Triplet correlations in two-dimensional colloidal model liquids

TL;DR

This study measures three-body correlation functions in two-dimensional colloidal liquids, revealing how triplet correlations lead to local crystalline order as particle coupling increases, despite differing interaction potentials.

Contribution

First experimental measurement of three-point correlation functions in colloidal fluids, demonstrating the emergence of local order due to triplet correlations.

Findings

Triplet correlations increase with particle coupling.

Local crystal-like order forms due to packing effects.
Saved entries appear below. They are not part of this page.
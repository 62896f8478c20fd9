//! Two-step medical image analysis: structured report, then next steps.

use kcommon::{BoxFuture, RequestOptions};
use kcontract::{ContractError, FieldKind, ShapeDescriptor};
use kengine::{Contract, Invocation, OrchestrationFailure, Tool};
use kprovider::{ImageInput, Prompt};
use serde::{Deserialize, Serialize};

use crate::common::{TextReport, completion, or_placeholder};

pub const MEDICAL_DISCLAIMER: &str = "This AI-generated analysis is for informational purposes \
only and is not a medical diagnosis. Always consult a qualified healthcare professional.";

#[derive(Debug, Clone, PartialEq)]
pub struct MedicalScanRequest {
    pub image: ImageInput,
    /// Imaging modality, e.g. "X-ray", "MRI", "CT scan".
    pub modality: String,
    pub patient_details: Option<String>,
}

impl MedicalScanRequest {
    pub fn new(image: ImageInput, modality: impl Into<String>) -> Self {
        Self {
            image,
            modality: modality.into(),
            patient_details: None,
        }
    }

    pub fn with_patient_details(mut self, details: impl Into<String>) -> Self {
        self.patient_details = Some(details.into());
        self
    }

    fn patient_details(&self) -> &str {
        or_placeholder(self.patient_details.as_deref(), "Not provided")
    }
}

#[derive(Debug, Clone, PartialEq, Serialize, Deserialize)]
#[serde(rename_all = "camelCase")]
pub struct MedicalReport {
    pub findings: String,
    pub possible_diagnoses: Vec<String>,
    pub recommendations: String,
}

impl Contract for MedicalReport {
    fn shape() -> ShapeDescriptor {
        ShapeDescriptor::new()
            .required("findings", FieldKind::String)
            .required("possibleDiagnoses", FieldKind::array_of(FieldKind::String))
            .required("recommendations", FieldKind::String)
    }

    fn check(&self) -> Result<(), ContractError> {
        if self.findings.trim().is_empty() {
            return Err(ContractError::constraint(
                "findings",
                "report findings must not be empty",
            ));
        }
        Ok(())
    }
}

#[derive(Debug, Clone, PartialEq, Serialize, Deserialize)]
#[serde(rename_all = "camelCase")]
pub struct NextSteps {
    pub next_steps: String,
}

impl Contract for NextSteps {
    fn shape() -> ShapeDescriptor {
        ShapeDescriptor::new().required("nextSteps", FieldKind::String)
    }
}

#[derive(Debug, Clone, PartialEq, Serialize)]
pub struct MedicalAnalysis {
    pub modality: String,
    pub report: MedicalReport,
    pub next_steps: NextSteps,
}

impl MedicalAnalysis {
    pub fn to_text_report(&self) -> String {
        TextReport::new("MediScan Report")
            .field("Modality", &self.modality)
            .gap()
            .section("Findings", &self.report.findings)
            .list("Possible Diagnoses", &self.report.possible_diagnoses)
            .section("Recommendations", &self.report.recommendations)
            .section("Suggested Next Steps", &self.next_steps.next_steps)
            .finish(MEDICAL_DISCLAIMER)
    }
}

#[derive(Debug, Clone)]
pub struct MedicalScanTool {
    request: MedicalScanRequest,
    options: RequestOptions,
}

impl MedicalScanTool {
    pub fn new(request: MedicalScanRequest) -> Self {
        Self {
            request,
            options: RequestOptions::default(),
        }
    }

    pub fn with_options(mut self, options: RequestOptions) -> Self {
        self.options = options;
        self
    }

    fn report_prompt(&self) -> Prompt {
        Prompt::new(format!(
            "You are an AI assistant specializing in analyzing medical images and generating \
medical reports for doctors.\n\
Analyze the provided medical image and produce a structured report with:\n\
1. Findings: the key findings, including any abnormalities or notable anatomical features.\n\
2. Possible Diagnoses: a list of possible differential diagnoses based on the findings.\n\
3. Recommendations: relevant recommendations for further investigation or treatment.\n\n\
Modality: {modality}\n\
Patient Details: {details}\n\n\
Return a JSON object with these keys:\n\
- \"findings\": (string)\n\
- \"possibleDiagnoses\": (array of strings)\n\
- \"recommendations\": (string)",
            modality = self.request.modality.trim(),
            details = self.request.patient_details(),
        ))
        .with_image(self.request.image.clone())
    }

    fn next_steps_prompt(&self, report: &MedicalReport) -> Prompt {
        Prompt::new(format!(
            "You are an AI assistant that suggests actionable next steps for medical \
professionals based on medical image analysis and findings.\n\
Be specific and provide clear instructions.\n\n\
Image Analysis: Modality: {modality}. Patient Details: {details}.\n\n\
Findings: {findings}\n\n\
Return a JSON object with the key \"nextSteps\": (string) the actionable next steps.",
            modality = self.request.modality.trim(),
            details = self.request.patient_details(),
            findings = report.findings,
        ))
    }
}

impl Tool for MedicalScanTool {
    type Output = MedicalAnalysis;

    fn kind(&self) -> &'static str {
        "medical_scan"
    }

    fn validate_input(&self) -> Result<(), String> {
        if self.request.image.is_empty() {
            return Err("a medical image is required".to_string());
        }
        if self.request.modality.trim().is_empty() {
            return Err("an imaging modality is required".to_string());
        }
        Ok(())
    }

    fn run<'a>(
        &'a self,
        invocation: &'a mut Invocation,
    ) -> BoxFuture<'a, Result<Self::Output, OrchestrationFailure>> {
        Box::pin(async move {
            let request = completion(invocation, &self.options, self.report_prompt());
            let report: MedicalReport = invocation.complete_json("report", request).await?;

            let request = completion(invocation, &self.options, self.next_steps_prompt(&report));
            let next_steps: NextSteps = invocation.complete_json("next_steps", request).await?;

            Ok(MedicalAnalysis {
                modality: self.request.modality.trim().to_string(),
                report,
                next_steps,
            })
        })
    }
}

#[cfg(test)]
mod tests {
    use kcontract::{ContractErrorKind, parse_contract};

    use super::*;

    #[test]
    fn report_requires_every_section() {
        let error = parse_contract::<MedicalReport>(
            "{\"findings\":\"opacity\",\"recommendations\":\"follow up\"}",
        )
        .expect_err("diagnoses missing");
        assert_eq!(error.kind, ContractErrorKind::MissingField);
        assert_eq!(error.field.as_deref(), Some("possibleDiagnoses"));
    }

    #[test]
    fn blank_findings_violate_the_contract() {
        let error = parse_contract::<MedicalReport>(
            "{\"findings\":\"  \",\"possibleDiagnoses\":[],\"recommendations\":\"none\"}",
        )
        .expect_err("findings blank");
        assert_eq!(error.kind, ContractErrorKind::Constraint);
    }

    #[test]
    fn input_needs_image_and_modality() {
        let tool = MedicalScanTool::new(MedicalScanRequest::new(ImageInput::url(""), "MRI"));
        assert!(tool.validate_input().is_err());

        let tool = MedicalScanTool::new(MedicalScanRequest::new(
            ImageInput::data_uri("data:image/png;base64,AAAA"),
            " ",
        ));
        assert!(tool.validate_input().is_err());
    }

    #[test]
    fn text_report_lists_diagnoses() {
        let analysis = MedicalAnalysis {
            modality: "X-ray".to_string(),
            report: MedicalReport {
                findings: "Mild opacity in the left lower lobe.".to_string(),
                possible_diagnoses: vec!["Pneumonia".to_string(), "Atelectasis".to_string()],
                recommendations: "Clinical correlation.".to_string(),
            },
            next_steps: NextSteps {
                next_steps: "Repeat imaging in 6 weeks.".to_string(),
            },
        };

        let text = analysis.to_text_report();
        assert!(text.starts_with("KLUTZ MediScan Report\n"));
        assert!(text.contains("Modality: X-ray\n"));
        assert!(text.contains("- Pneumonia\n- Atelectasis\n"));
        assert!(text.ends_with(&format!("Disclaimer: {MEDICAL_DISCLAIMER}\n")));
    }
}
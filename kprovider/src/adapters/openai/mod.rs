mod backend;
mod serde_api;
mod transport;
mod types;

pub use backend::OpenAiBackend;
pub use transport::{OpenAiHttpTransport, OpenAiTransport};
pub use types::{
    OpenAiAuth, OpenAiChatRequest, OpenAiChatResponse, OpenAiImageRequest, OpenAiImageResponse,
    OpenAiMessage, OpenAiRole, OpenAiSpeechRequest, OpenAiSpeechResponse,
};
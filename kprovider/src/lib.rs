//! Backend capability contracts, shared request/response types, and adapters.
//!
//! ```rust
//! use kprovider::{BackendId, CompletionRequest, Prompt};
//!
//! let request = CompletionRequest::new("gpt-4o", Prompt::new("Summarize this title"));
//! assert!(request.validate().is_ok());
//! assert_eq!(BackendId::OpenAi.to_string(), "openai");
//! ```

pub mod adapters;
pub mod credentials;
pub mod error;
pub mod model;
pub mod prelude;
pub mod provider;
pub mod registry;
pub mod session;

pub use credentials::{SecretString, SecureCredentialManager};
pub use error::{ProviderError, ProviderErrorKind};
pub use model::{BackendId, CompletionRequest, ImageInput, MediaArtifact, Prompt, RawModelResponse};
pub use provider::{
    GenerationCapability, LocalSpeechCapability, MediaKind, ProviderFuture, SessionCapability,
};
pub use registry::BackendRegistry;
pub use session::{ApiKeySession, EnvKeyPrompt, SignInPrompt, StaticSession};
#[tokio::test]
async fn spreadsheet_prompt_carries_sheet_context() {
    let primary = Arc::new(FakeBackend::new(
        BackendId::OpenAi,
        vec![Ok(
            "{\"operations\":[{\"type\":\"add_column\",\"details\":{\"name\":\"Total\"}}],\"explanation\":\"Added a total column.\"}"
                .to_string(),
        )],
    ));
    let sheet = Spreadsheet::new("budget.xlsx", "Q1")
        .with_sheets(["Q1"])
        .with_rows(vec![vec!["Item".to_string(), "Cost".to_string()]]);

    let outcome = catalog(primary.clone(), None)
        .dispatch(ToolRequest::from(SpreadsheetRequest::new(sheet, "add a total column")))
        .await;

    let ToolReport::Spreadsheet(plan) = outcome.into_result().expect("plan") else {
        panic!("expected a spreadsheet plan");
    };
    assert_eq!(plan.operations.len(), 1);
    let prompt = &primary.prompts()[0];
    assert!(prompt.contains("Filename: budget.xlsx"));
    assert!(prompt.contains("Item\tCost"));
    assert!(prompt.contains("User request: add a total column"));
}

#[tokio::test]
async fn infographic_tolerates_a_failed_image_description() {
    let primary = Arc::new(FakeBackend::new(
        BackendId::OpenAi,
        vec![
            Err(ProviderError::rejected("vision not supported")),
            Ok("{\"message\":\"Here is a bar chart.\",\"visualization\":{\"type\":\"bar\",\"title\":\"Sales\",\"data\":[1,2,3]}}".to_string()),
        ],
    ));

    let outcome = catalog(primary.clone(), None)
        .dispatch(ToolRequest::from(
            InfographicRequest::new("chart this")
                .with_image(ImageInput::url("https://example.com/chart.png")),
        ))
        .await;

    assert!(outcome.is_success(), "got {outcome:?}");
    let prompts = primary.prompts();
    assert_eq!(prompts.len(), 2);
    assert!(!prompts[1].contains("Based on the image analysis"));
}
Similar results observed in systems with different interactions.

Abstract

Three-body distribution functions in classical fluids have been theoretically investigated many times, but have never been measured directly. We present experimental three-point correlation functions that are computed from particle configurations measured by means of video-microscopy in two types of quasi-two-dimensional colloidal model fluids: a system of charged colloidal particles and a system of paramagnetic colloids. In the first system the particles interact via a Yukawa potential, in the second via a potential $\Gamma/r^{3}$. We find for both systems very similar results: on increasing the coupling between the particles one observes the gradual formation of a crystal-like local order due to triplet correlations, even though the system is still deep inside the fluid phase. These are mainly packing effects as is evident from the close resemblance between the results for the two systems having completely different pair-interaction potentials.